The artist took certain architectural liberties. Missing, for instance, is the ninth arched aperture from the tier of great windows that admit western light into the library's main reading room. The lower row of windows is incorrectly detailed, and the proportions of the actual Carrere and Hastings building have been compressed. The impact of Rohowsky's vignette is nonetheless strong. With his forthright style, realistic colors, and clarity of composition, he presents a convincing portrait of a watchful city adjusting to wartime precautions that might have seemed unimaginable only a year before.

Notes:

  1  Quoted in Elliot Rosenberg, "Fiorello's Army," Seaport Magazine (Summer 1995): 14 -19. La Guardia was appointed to head the national Office of Civilian Defense in May 1941. In June the federal government wrote to all local defense councils urging them to organize air-observation posts. Although denied usage of any title implying federal military authority, La Guardia established the city Patrol Corps in early 1942, offering its recruits khaki-colored uniforms, training in infantry drills, marksmanship, and first aid, and a published manual that outlined its discipline regulations.

  2  History confirms the use of this same site as a tent ground and drilling common for Union soldiers during the Civil War. Throughout World War I, Bryant Park served as a book-drive center for American troops overseas, a role it repeated during World War II.

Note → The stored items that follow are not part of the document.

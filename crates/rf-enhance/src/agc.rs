//! Automatic Gain Controller
//!
//! Sliding-window RMS level drives a target gain:
//! - level above threshold: compress to `threshold / level`
//! - level far below threshold (< 25 %): bounded make-up gain
//! - otherwise unity
//!
//! The applied gain follows the target exponentially (attack when falling,
//! release when rising). Peaks are held under 0.98 and the output is clamped
//! to [-1.0, 1.0].

use crate::level;
use crate::{Algorithm, Stage};

/// Level below which the target gain is held (silence / pauses)
const SILENCE_LEVEL: f32 = 1e-4;

/// Make-up gain only applies below this fraction of the threshold
const MAKEUP_REGION: f32 = 0.25;

/// Peak ceiling after gain
const PEAK_CEILING: f32 = 0.98;

/// Windowed-RMS gain controller
#[derive(Debug, Clone)]
pub struct AutoGainControl {
    /// Target RMS level (linear)
    threshold: f32,
    /// Make-up gain ceiling (linear)
    max_gain: f32,
    /// Level window (ms)
    window_ms: f32,
    /// Attack time (ms)
    attack_ms: f32,
    /// Release time (ms)
    release_ms: f32,
    /// Sample rate
    sample_rate: u32,
    /// Squared samples in the level window
    squares: Vec<f32>,
    /// Next write position in `squares`
    write_pos: usize,
    /// Valid entries in `squares`
    filled: usize,
    /// Running sum of `squares`
    sum: f64,
    /// Smoothing coefficient for falling gain
    attack_coeff: f32,
    /// Smoothing coefficient for rising gain
    release_coeff: f32,
    /// Current gain
    gain: f32,
}

impl AutoGainControl {
    /// Create controller
    pub fn new(
        sample_rate: u32,
        threshold: f32,
        max_gain: f32,
        window_ms: f32,
        attack_ms: f32,
        release_ms: f32,
    ) -> Self {
        let mut agc = Self {
            threshold,
            max_gain: max_gain.max(1.0),
            window_ms,
            attack_ms,
            release_ms,
            sample_rate,
            squares: Vec::new(),
            write_pos: 0,
            filled: 0,
            sum: 0.0,
            attack_coeff: 0.0,
            release_coeff: 0.0,
            gain: 1.0,
        };
        agc.rebuild();
        agc
    }

    fn rebuild(&mut self) {
        let sr = self.sample_rate as f32;
        self.attack_coeff = level::time_coeff(self.attack_ms, sr);
        self.release_coeff = level::time_coeff(self.release_ms, sr);

        let window = level::ms_to_samples(self.window_ms, self.sample_rate);
        if window != self.squares.len() {
            self.squares = vec![0.0; window];
            self.write_pos = 0;
            self.filled = 0;
            self.sum = 0.0;
        }
    }

    /// Change target level and make-up ceiling
    pub fn set_levels(&mut self, threshold: f32, max_gain: f32) {
        self.threshold = threshold;
        self.max_gain = max_gain.max(1.0);
    }

    /// Change window and smoothing times
    pub fn set_times(&mut self, window_ms: f32, attack_ms: f32, release_ms: f32) {
        self.window_ms = window_ms;
        self.attack_ms = attack_ms;
        self.release_ms = release_ms;
        self.rebuild();
    }

    /// Change sample rate
    pub fn set_sample_rate(&mut self, sample_rate: u32) {
        if sample_rate != self.sample_rate {
            self.sample_rate = sample_rate;
            self.rebuild();
        }
    }

    /// Current gain
    pub fn gain(&self) -> f32 {
        self.gain
    }

    /// Current windowed RMS level
    pub fn level(&self) -> f32 {
        if self.filled == 0 {
            return 0.0;
        }
        (self.sum.max(0.0) / self.filled as f64).sqrt() as f32
    }

    /// Level window in samples
    pub fn window_samples(&self) -> usize {
        self.squares.len()
    }

    #[inline]
    fn push_square(&mut self, x: f32) {
        let square = x * x;
        self.sum += square as f64 - self.squares[self.write_pos] as f64;
        self.squares[self.write_pos] = square;
        self.write_pos += 1;
        if self.write_pos == self.squares.len() {
            self.write_pos = 0;
            // Re-sum once per window so rounding never accumulates
            self.sum = self.squares.iter().map(|&s| s as f64).sum();
        }
        self.filled = (self.filled + 1).min(self.squares.len());
    }

    /// Gain the controller is heading for at `level`
    pub fn target_gain(&self, level: f32) -> f32 {
        if level <= SILENCE_LEVEL {
            return self.gain;
        }
        if level > self.threshold {
            return self.threshold / level;
        }
        let makeup_level = MAKEUP_REGION * self.threshold;
        if level < makeup_level {
            return (makeup_level / level).min(self.max_gain);
        }
        1.0
    }

    /// Level `samples` in place
    pub fn process(&mut self, samples: &mut [f32]) {
        for sample in samples.iter_mut() {
            let x = *sample;
            self.push_square(x);

            let target = self.target_gain(self.level());
            let coeff = if target < self.gain {
                self.attack_coeff
            } else {
                self.release_coeff
            };
            self.gain = target + coeff * (self.gain - target);

            let peak = x.abs();
            let gain = if peak * self.gain > PEAK_CEILING {
                PEAK_CEILING / peak
            } else {
                self.gain
            };

            *sample = (x * gain).clamp(-1.0, 1.0);
        }
    }
}

impl Stage for AutoGainControl {
    fn algorithm(&self) -> Algorithm {
        Algorithm::GainControl
    }

    fn reset(&mut self) {
        self.squares.fill(0.0);
        self.write_pos = 0;
        self.filled = 0;
        self.sum = 0.0;
        self.gain = 1.0;
    }
}

#[cfg(test)]
mod tests {
    use super::*;
    use approx::assert_relative_eq;
    use std::f32::consts::PI;

    fn sine(len: usize, amplitude: f32, freq: f32, sr: f32) -> Vec<f32> {
        (0..len)
            .map(|i| amplitude * (2.0 * PI * freq * i as f32 / sr).sin())
            .collect()
    }

    fn default_agc() -> AutoGainControl {
        AutoGainControl::new(16000, 0.3, 4.0, 100.0, 10.0, 200.0)
    }

    #[test]
    fn test_target_gain_regions() {
        let agc = default_agc();
        // Compress
        assert_relative_eq!(agc.target_gain(0.6), 0.5);
        // Unity band
        assert_eq!(agc.target_gain(0.2), 1.0);
        assert_eq!(agc.target_gain(0.075), 1.0);
        // Make-up towards 0.075
        assert_relative_eq!(agc.target_gain(0.05), 1.5, epsilon = 1e-6);
        // Capped
        assert_eq!(agc.target_gain(0.001), 4.0);
        // Silence holds
        assert_eq!(agc.target_gain(0.0), agc.gain());
    }

    #[test]
    fn test_sliding_level() {
        let mut agc = default_agc();
        let mut block = vec![0.5; 1600];
        agc.process(&mut block);
        assert_relative_eq!(agc.level(), 0.5, epsilon = 1e-4);
        assert_eq!(agc.window_samples(), 1600);
    }

    #[test]
    fn test_step_converges_without_clipping() {
        let mut agc = default_agc();

        let mut quiet = sine(8000, 0.05, 440.0, 16000.0);
        agc.process(&mut quiet);
        // Make-up gain engaged
        assert!(agc.gain() > 1.5);

        let mut loud = sine(16000, 0.8, 440.0, 16000.0);
        agc.process(&mut loud);

        assert!(loud.iter().all(|&s| s.abs() < 1.0));
        let settled = level::rms(&loud[12000..]);
        assert_relative_eq!(settled, 0.3, epsilon = 0.02);
    }

    #[test]
    fn test_unity_band_is_transparent() {
        let mut agc = default_agc();
        let input = sine(8000, 0.2, 440.0, 16000.0);
        let mut output = input.clone();
        agc.process(&mut output);
        // rms 0.141 sits between 0.075 and 0.3
        for (y, x) in output[1600..].iter().zip(&input[1600..]) {
            assert_relative_eq!(*y, *x, epsilon = 1e-3);
        }
    }

    #[test]
    fn test_output_bounded_for_full_scale() {
        let mut agc = AutoGainControl::new(16000, 1.0, 4.0, 100.0, 10.0, 200.0);
        let mut square: Vec<f32> = (0..4000).map(|i| if i % 40 < 20 { 1.0 } else { -1.0 }).collect();
        agc.process(&mut square);
        assert!(square.iter().all(|&s| s.abs() <= PEAK_CEILING + 1e-6));
    }

    #[test]
    fn test_silence_stays_silent() {
        let mut agc = default_agc();
        let mut silence = vec![0.0; 4800];
        agc.process(&mut silence);
        assert!(silence.iter().all(|&s| s == 0.0));
        assert_eq!(agc.gain(), 1.0);
    }

    #[test]
    fn test_sample_rate_change_resizes_window() {
        let mut agc = default_agc();
        agc.set_sample_rate(48000);
        assert_eq!(agc.window_samples(), 4800);
    }
}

  3  It is hard to determine whether Rohowsky intended the uniformed figures to represent official military presence or civilian corpsmen newly enlisted into the city Patrol Corps. The Patrol Corps was not functioning until 1942, however, and khaki uniforms on loan from the U.S. Army Quartermaster were not widely available to these recruits until that summer. Civilian corpsmen also were initially refused the right to carry weaponry. La Guardia succeeded in altering state law pertaining to gun issue during wartime, recognizing the boost to morale and authority that would be achieved by equipping his civilian defense recruits with smart attire, guns, and clubs.